▶ _Exercise prompt_: Copy each line containing the word "CodePlacement" from the records that follow, please.

▶ _Stored entries_:
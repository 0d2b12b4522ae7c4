//! Load phase: turn project declarations into a [`ProjectModel`].
//!
//! Imported task libraries are declared through a delegating view, so their
//! types and typekits land in the main project and a library reached along
//! two import paths is loaded once.

use std::collections::HashSet;
use std::sync::Arc;

use tracing::{debug, info, instrument};

use crate::{
    application::{ApplicationError, ports::TaskLibrarySource, services::TypekitImporter},
    domain::{
        CodePlacement, DeclarationScope, DomainError, PortDirection, ProjectDecl, ProjectModel,
        ProjectView, TaskBuilder, TaskContext, TaskDecl, TaskLibrary, TypeDef, TypeName,
    },
    error::{ForgeError, ForgeResult},
};

pub struct ProjectLoader {
    importer: Arc<TypekitImporter>,
    libraries: Box<dyn TaskLibrarySource>,
}

impl ProjectLoader {
    pub fn new(importer: Arc<TypekitImporter>, libraries: Box<dyn TaskLibrarySource>) -> Self {
        Self {
            importer,
            libraries,
        }
    }

    pub fn importer(&self) -> &TypekitImporter {
        &self.importer
    }

    /// Build the main project described by `decl`.
    #[instrument(skip_all, fields(project = %decl.name))]
    pub fn load(&self, decl: &ProjectDecl) -> ForgeResult<ProjectModel> {
        let mut project = ProjectModel::new(&decl.name);
        let mut loading = vec![decl.name.clone()];
        self.apply(&mut ProjectView::Owning(&mut project), decl, &mut loading)?;
        info!(
            tasks = project.tasks().len(),
            typekits = project.used_typekits().len(),
            task_libraries = project.used_task_libraries().len(),
            "Project loaded"
        );
        Ok(project)
    }

    /// Declare one more task on `project` programmatically.
    ///
    /// This is how extensions and generation handlers get attached, since
    /// project files cannot express them.
    pub fn declare_with<F>(
        &self,
        project: &mut ProjectModel,
        name: &str,
        declare: F,
    ) -> ForgeResult<Arc<TaskContext>>
    where
        F: FnOnce(&mut TaskBuilder<'_>) -> Result<(), DomainError>,
    {
        let mut view = ProjectView::Owning(project);
        let mut scope = LoaderScope::new(&mut view, &self.importer);
        let task = TaskBuilder::new(&mut scope, name)
            .and_then(|mut builder| {
                declare(&mut builder)?;
                Ok(builder.build())
            })
            .map_err(|err| scope.surface(err))?;
        Ok(scope.view.local_mut().add_task(task)?)
    }

    fn apply(
        &self,
        view: &mut ProjectView<'_>,
        decl: &ProjectDecl,
        loading: &mut Vec<String>,
    ) -> ForgeResult<()> {
        if let Some(name) = &decl.typekit {
            let typekit = self.importer.require(name)?;
            if view.is_import() {
                view.resolution_mut().using_typekit(typekit)?;
            } else {
                view.local_mut().set_typekit(typekit)?;
            }
        }

        for name in &decl.using_typekit {
            if view.resolution().has_typekit(name) {
                continue;
            }
            let typekit = self.importer.require(name)?;
            view.resolution_mut().using_typekit(typekit)?;
        }

        for name in &decl.using_task_library {
            self.import_task_library(view, name, loading)?;
        }

        for task in &decl.tasks {
            self.declare_task(view, task)?;
        }
        Ok(())
    }

    #[instrument(skip(self, view, loading))]
    fn import_task_library(
        &self,
        view: &mut ProjectView<'_>,
        name: &str,
        loading: &mut Vec<String>,
    ) -> ForgeResult<()> {
        if view.resolution().has_task_library(name) {
            return Ok(());
        }
        if loading.iter().any(|n| n == name) {
            return Err(ApplicationError::ImportCycle {
                chain: format!("{} -> {}", loading.join(" -> "), name),
            }
            .into());
        }
        let decl = self
            .libraries
            .load(name)?
            .ok_or_else(|| ApplicationError::TaskLibraryNotFound {
                name: name.to_string(),
            })?;

        let mut library = ProjectModel::new(&decl.name);
        loading.push(name.to_string());
        let result = {
            let mut import = ProjectView::Delegating {
                local: &mut library,
                main: view.resolution_mut(),
            };
            self.apply(&mut import, &decl, loading)
        };
        loading.pop();
        result?;

        info!(tasks = library.tasks().len(), "Task library imported");
        view.resolution_mut()
            .using_task_library(Arc::new(TaskLibrary::from_project(library, None)));
        Ok(())
    }

    fn declare_task(
        &self,
        view: &mut ProjectView<'_>,
        decl: &TaskDecl,
    ) -> ForgeResult<Arc<TaskContext>> {
        let mut scope = LoaderScope::new(view, &self.importer);
        let task = build_task(&mut scope, decl).map_err(|err| scope.surface(err))?;
        let task = scope.view.local_mut().add_task(task)?;
        debug!(task = task.name(), external = task.is_external(), "Task declared");
        Ok(task)
    }
}

/// Apply one task declaration through the builder.
fn build_task(scope: &mut dyn DeclarationScope, decl: &TaskDecl) -> Result<TaskContext, DomainError> {
    let mut builder = TaskBuilder::new(scope, &decl.name)?;

    if let Some(parent) = &decl.subclasses {
        builder.subclasses(parent)?;
    }
    if let Some(doc) = &decl.doc {
        builder.doc(doc.as_str());
    }
    if decl.needs_configuration {
        builder.needs_configuration();
    }
    if decl.fixed_initial_state {
        builder.fixed_initial_state();
    }

    for legacy in &decl.methods {
        builder.method(&legacy.name)?;
    }
    for legacy in &decl.commands {
        builder.command(&legacy.name)?;
    }

    for p in &decl.input_ports {
        let port = builder.input_port(&p.name, &p.type_name)?;
        port.doc = p.doc.clone();
        port.event_triggered = p.event;
        port.clear_on_start = p.clear_on_start;
    }
    for p in &decl.output_ports {
        let port = builder.output_port(&p.name, &p.type_name)?;
        port.doc = p.doc.clone();
        port.retention = p.keep_last_written_value;
    }
    let dynamic = decl
        .dynamic_input_ports
        .iter()
        .map(|p| (p, PortDirection::Input))
        .chain(
            decl.dynamic_output_ports
                .iter()
                .map(|p| (p, PortDirection::Output)),
        );
    for (p, direction) in dynamic {
        builder
            .dynamic_port(&p.name, direction, p.type_name.as_deref())?
            .doc = p.doc.clone();
    }

    for v in &decl.properties {
        let property = builder.property(&v.name, &v.type_name)?;
        property.doc = v.doc.clone();
        property.default_value = v.default.clone();
    }
    for v in &decl.attributes {
        let attribute = builder.attribute(&v.name, &v.type_name)?;
        attribute.doc = v.doc.clone();
        attribute.default_value = v.default.clone();
    }

    for o in &decl.operations {
        let mut op = builder.operation(&o.name)?;
        for arg in &o.arguments {
            op.argument(&arg.name, &arg.type_name, &arg.doc)?;
        }
        if let Some(ret) = &o.returns {
            op.returns(ret)?;
        }
        if let Some(doc) = &o.doc {
            op.doc(doc.as_str());
        }
        if o.caller_thread {
            op.runs_in_caller_thread();
        }
        if let Some(method) = &o.method_name {
            op.method_name(method.as_str());
        }
        if let Some(body) = &o.body {
            op.body(body.as_str());
        }
        if o.hidden {
            op.hidden();
        }
    }

    for (hook, statements) in &decl.hooks {
        for code in statements {
            builder.in_base_hook(hook, code.as_str())?;
        }
    }
    for code in &decl.header_code {
        builder.add_base_header_code(code.code.as_str(), placement(code.after_class));
    }
    for code in &decl.implementation_code {
        builder.add_base_implementation_code(code.code.as_str(), placement(code.after_class));
    }

    Ok(builder.build())
}

fn placement(after_class: bool) -> CodePlacement {
    if after_class {
        CodePlacement::AfterClass
    } else {
        CodePlacement::BeforeClass
    }
}

// ── LoaderScope ──────────────────────────────────────────────────────────────

/// Declaration scope backed by a project view and the shared importer.
///
/// A type miss imports, in order, the typekit named after the declaring
/// project and the typekit named after the type's leading namespace, then
/// retries the lookup.
struct LoaderScope<'v, 'p> {
    view: &'v mut ProjectView<'p>,
    importer: &'v TypekitImporter,
    attempted: HashSet<String>,
    import_failure: Option<ForgeError>,
}

impl<'v, 'p> LoaderScope<'v, 'p> {
    fn new(view: &'v mut ProjectView<'p>, importer: &'v TypekitImporter) -> Self {
        Self {
            view,
            importer,
            attempted: HashSet::new(),
            import_failure: None,
        }
    }

    /// The error to report for a failed declaration: an import failure
    /// hidden behind a type miss wins.
    fn surface(&mut self, err: DomainError) -> ForgeError {
        self.import_failure.take().unwrap_or_else(|| err.into())
    }

    fn import_candidates(&self, name: &TypeName) -> Vec<String> {
        let project = self.view.local().name().to_string();
        let namespace = name
            .namespace()
            .trim_matches('/')
            .split('/')
            .next()
            .unwrap_or_default()
            .to_string();

        let mut candidates = Vec::new();
        for candidate in [project, namespace] {
            if candidate.is_empty()
                || candidates.contains(&candidate)
                || self.attempted.contains(&candidate)
                || self.view.resolution().has_typekit(&candidate)
            {
                continue;
            }
            candidates.push(candidate);
        }
        candidates
    }
}

impl DeclarationScope for LoaderScope<'_, '_> {
    fn project_name(&self) -> &str {
        self.view.local().name()
    }

    fn is_import(&self) -> bool {
        self.view.is_import()
    }

    fn resolve_type(&mut self, name: &str) -> Result<TypeDef, DomainError> {
        let type_name = TypeName::parse(name)?;
        let miss = match self.view.resolution().find_type(&type_name) {
            Ok(def) => return Ok(def.clone()),
            Err(err) if err.is_type_miss() => err,
            Err(err) => return Err(err),
        };

        for candidate in self.import_candidates(&type_name) {
            self.attempted.insert(candidate.clone());
            let typekit = match self.importer.import(&candidate) {
                Ok(Some(typekit)) => typekit,
                Ok(None) => continue,
                Err(err) => {
                    self.import_failure = Some(err);
                    return Err(miss);
                }
            };
            debug!(typekit = %candidate, type_name = %type_name, "Imported typekit on type miss");
            self.view.resolution_mut().using_typekit(typekit)?;
            if let Ok(def) = self.view.resolution().find_type(&type_name) {
                return Ok(def.clone());
            }
        }
        Err(miss)
    }

    fn define_type(&mut self, def: TypeDef) -> Result<(), DomainError> {
        self.view.resolution_mut().define_type(def)
    }

    fn find_task_context(&self, name: &str) -> Result<Arc<TaskContext>, DomainError> {
        self.view.find_task_context(name)
    }
}
//! Application services - orchestrate use cases.
//!
//! Services coordinate the domain layer and ports to accomplish
//! high-level use cases like "load a project" or "generate its tasks".

pub mod dependency_resolver;
pub mod generation_service;
pub mod preservation;
pub mod project_loader;
pub mod task_generator;
pub mod typekit_importer;

pub use dependency_resolver::{DependencyResolver, TaskDependencies};
pub use generation_service::{GenerationReport, GenerationService, TaskReport};
pub use preservation::{FilePreservationPolicy, SaveOutcome};
pub use project_loader::ProjectLoader;
pub use task_generator::{GenerationOptions, TaskGenerator};
pub use typekit_importer::{Resolution, TypekitImporter};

▶ _Task response_:
        CodePlacement, DeclarationScope, DomainError, PortDirection, ProjectDecl, ProjectModel,
fn placement(after_class: bool) -> CodePlacement {
        CodePlacement::AfterClass
        CodePlacement::BeforeClass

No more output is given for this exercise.